FORMATS Y YJitt ActualFunct (F2.1).
GGRAPH
  /GRAPHDATASET NAME="graphdataset" VARIABLES=X Y YJitt ActualFunct
  /GRAPHSPEC SOURCE=INLINE.
BEGIN GPL
  SOURCE: s=userSource(id("graphdataset"))
  DATA: X=col(source(s), name("X"))
  DATA: Y=col(source(s), name("Y"))
  DATA: YJitt=col(source(s), name("YJitt"))
  DATA: ActualFunct=col(source(s), name("ActualFunct"))
  GUIDE: axis(dim(1), label("X"))
  GUIDE: axis(dim(2), label("Y"), delta(0.2), start(0))
  SCALE: linear(dim(2), min(-0.05), max(1.05))
  ELEMENT: point(position(X*YJitt), size(size."3"), 
           transparency.exterior(transparency."0.7"))
  ELEMENT: line(position(smooth.loess(X*Y, proportion(0.2))), color(color.red))
  ELEMENT: line(position(X*ActualFunct), color(color.blue))
END GPL.

SPSS’s default smoothing is alittle too smoothed for my taste, so I set the proportion of the X variable to use in estimating the mean within the position statement.

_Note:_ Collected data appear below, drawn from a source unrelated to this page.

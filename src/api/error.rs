//! API error responses
//!
//! One JSON error shape for every pipeline rejection:
//! `{"error":{"message":...,"type":...}}`.

use axum::{
    http::{header, StatusCode},
    response::{IntoResponse, Response},
    Json,
};
use serde::{Deserialize, Serialize};

/// Error taxonomy surfaced to callers.
#[derive(Debug, Clone, Copy, PartialEq, Eq, Serialize, Deserialize)]
#[serde(rename_all = "snake_case")]
pub enum ApiErrorType {
    InvalidRequestError,
    AuthenticationError,
    RateLimitError,
    ResourceExhaustionError,
    ServerError,
}

impl std::fmt::Display for ApiErrorType {
    fn fmt(&self, f: &mut std::fmt::Formatter<'_>) -> std::fmt::Result {
        match self {
            Self::InvalidRequestError => write!(f, "invalid_request_error"),
            Self::AuthenticationError => write!(f, "authentication_error"),
            Self::RateLimitError => write!(f, "rate_limit_error"),
            Self::ResourceExhaustionError => write!(f, "resource_exhaustion_error"),
            Self::ServerError => write!(f, "server_error"),
        }
    }
}

#[derive(Debug, Clone, Serialize, Deserialize)]
pub struct ApiErrorResponse {
    pub error: ApiErrorDetail,
}

#[derive(Debug, Clone, Serialize, Deserialize)]
pub struct ApiErrorDetail {
    pub message: String,
    #[serde(rename = "type")]
    pub error_type: ApiErrorType,
}

/// API error with status code and optional retry hint.
#[derive(Debug)]
pub struct ApiError {
    pub status: StatusCode,
    pub retry_after_secs: Option<u64>,
    pub response: ApiErrorResponse,
}

impl ApiError {
    pub fn new(status: StatusCode, error_type: ApiErrorType, message: impl Into<String>) -> Self {
        Self {
            status,
            retry_after_secs: None,
            response: ApiErrorResponse {
                error: ApiErrorDetail {
                    message: message.into(),
                    error_type,
                },
            },
        }
    }

    pub fn bad_request(message: impl Into<String>) -> Self {
        Self::new(
            StatusCode::BAD_REQUEST,
            ApiErrorType::InvalidRequestError,
            message,
        )
    }

    /// Token verification failure; the request terminates unauthenticated.
    pub fn unauthorized(message: impl Into<String>) -> Self {
        Self::new(
            StatusCode::UNAUTHORIZED,
            ApiErrorType::AuthenticationError,
            message,
        )
    }

    /// Rate-limit rejection with retry-after information.
    pub fn rate_limited(message: impl Into<String>, retry_after_secs: u64) -> Self {
        let mut err = Self::new(
            StatusCode::TOO_MANY_REQUESTS,
            ApiErrorType::RateLimitError,
            message,
        );
        err.retry_after_secs = Some(retry_after_secs);
        err
    }

    /// Pool saturation or comparable resource exhaustion.
    pub fn resource_exhausted(message: impl Into<String>) -> Self {
        Self::new(
            StatusCode::SERVICE_UNAVAILABLE,
            ApiErrorType::ResourceExhaustionError,
            message,
        )
    }

    pub fn internal(message: impl Into<String>) -> Self {
        Self::new(
            StatusCode::INTERNAL_SERVER_ERROR,
            ApiErrorType::ServerError,
            message,
        )
    }
}

impl From<sqlx::Error> for ApiError {
    fn from(err: sqlx::Error) -> Self {
        match err {
            // The pool never queues past its limits; saturation surfaces as
            // service-unavailable rather than an open-ended wait.
            sqlx::Error::PoolTimedOut => {
                Self::resource_exhausted("database connection pool exhausted")
            }
            other => Self::internal(other.to_string()),
        }
    }
}

impl IntoResponse for ApiError {
    fn into_response(self) -> Response {
        let mut response = (self.status, Json(self.response)).into_response();

        if let Some(secs) = self.retry_after_secs {
            if let Ok(value) = secs.to_string().parse() {
                response.headers_mut().insert(header::RETRY_AFTER, value);
            }
        }
        response
    }
}

impl std::fmt::Display for ApiError {
    fn fmt(&self, f: &mut std::fmt::Formatter<'_>) -> std::fmt::Result {
        write!(
            f,
            "{}: {}",
            self.response.error.error_type, self.response.error.message
        )
    }
}

impl std::error::Error for ApiError {}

I wish SPSS had the ability to draw error bars around the smoothed means (you can draw them around the linear regression lines with quadratic or cubic polynomial terms, but not around the local estimates like smooth.loess or smooth.mean). I realize they are not well defined and rarely have coverage properties of typical regression estimators – but I rather have some idea about the error than no idea. Here is an example using the ggplot2 library in R. Of course we can work the magic right within SPSS.

BEGIN PROGRAM R.
#Grab Data
casedata <- spssdata.GetDataFromSPSS(variables=c("Y","X"))
#ggplot smoothed version
library(ggplot2)
library(splines)
MyPlot <- ggplot(aes(x = X, y = Y), data = casedata) + 
          geom_jitter(position = position_jitter(height = .04, width = 0), alpha = 0.1, size = 2) +
          stat_smooth(method="glm", family="binomial", formula = y ~ ns(x,5))
MyPlot
END PROGRAM.

To accomplish the same thing in SPSS you can estimate restricted cubic splines and then use any applicable regression procedure (e.g. LOGISTIC, GENLIN) and save the predicted values and confidence intervals. It is pretty easy to call the R code though!

I haven’t explored the automatic linear modelling, so let me know in the comments if there is a simply way right in SPSS to get explore such non-linear predictions.